(Exercise aim): Identify all lines in the data containing the string "ErrorReport". Copy them out.

################

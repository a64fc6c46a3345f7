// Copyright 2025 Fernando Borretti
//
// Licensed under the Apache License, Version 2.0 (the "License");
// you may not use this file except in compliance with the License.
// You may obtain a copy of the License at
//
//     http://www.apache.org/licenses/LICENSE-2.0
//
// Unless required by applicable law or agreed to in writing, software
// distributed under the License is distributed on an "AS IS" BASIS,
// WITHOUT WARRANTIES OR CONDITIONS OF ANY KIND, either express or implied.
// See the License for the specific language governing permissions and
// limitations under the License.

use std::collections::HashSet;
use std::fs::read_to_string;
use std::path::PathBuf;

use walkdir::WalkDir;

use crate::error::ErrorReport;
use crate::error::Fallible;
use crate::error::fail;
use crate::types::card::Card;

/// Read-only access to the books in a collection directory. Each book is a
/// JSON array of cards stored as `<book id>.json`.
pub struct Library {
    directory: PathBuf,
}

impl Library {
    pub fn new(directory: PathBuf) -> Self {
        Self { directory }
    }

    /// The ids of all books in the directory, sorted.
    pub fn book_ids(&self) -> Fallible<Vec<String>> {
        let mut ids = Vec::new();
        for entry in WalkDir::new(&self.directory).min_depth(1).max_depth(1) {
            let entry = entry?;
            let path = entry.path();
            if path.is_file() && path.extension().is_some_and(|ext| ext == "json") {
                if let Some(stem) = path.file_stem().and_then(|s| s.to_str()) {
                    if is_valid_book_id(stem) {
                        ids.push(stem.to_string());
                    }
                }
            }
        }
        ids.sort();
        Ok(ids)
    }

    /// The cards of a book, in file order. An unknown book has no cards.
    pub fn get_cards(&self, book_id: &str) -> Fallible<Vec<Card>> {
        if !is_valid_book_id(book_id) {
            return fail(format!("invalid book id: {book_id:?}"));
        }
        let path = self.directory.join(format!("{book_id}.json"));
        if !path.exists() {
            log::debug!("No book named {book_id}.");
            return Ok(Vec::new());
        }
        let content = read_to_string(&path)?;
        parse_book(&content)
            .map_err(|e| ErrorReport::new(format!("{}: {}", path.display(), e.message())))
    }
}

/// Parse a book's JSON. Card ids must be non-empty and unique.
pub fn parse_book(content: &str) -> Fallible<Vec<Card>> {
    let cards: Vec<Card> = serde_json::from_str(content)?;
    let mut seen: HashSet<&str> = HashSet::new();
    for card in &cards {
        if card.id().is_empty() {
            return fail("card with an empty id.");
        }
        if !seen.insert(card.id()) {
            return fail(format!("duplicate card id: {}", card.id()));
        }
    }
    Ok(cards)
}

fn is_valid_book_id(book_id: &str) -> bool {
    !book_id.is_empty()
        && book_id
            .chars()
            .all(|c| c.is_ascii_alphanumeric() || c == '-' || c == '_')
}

################

(Answer):
use crate::error::ErrorReport;
            .map_err(|e| ErrorReport::new(format!("{}: {}", path.display(), e.message())))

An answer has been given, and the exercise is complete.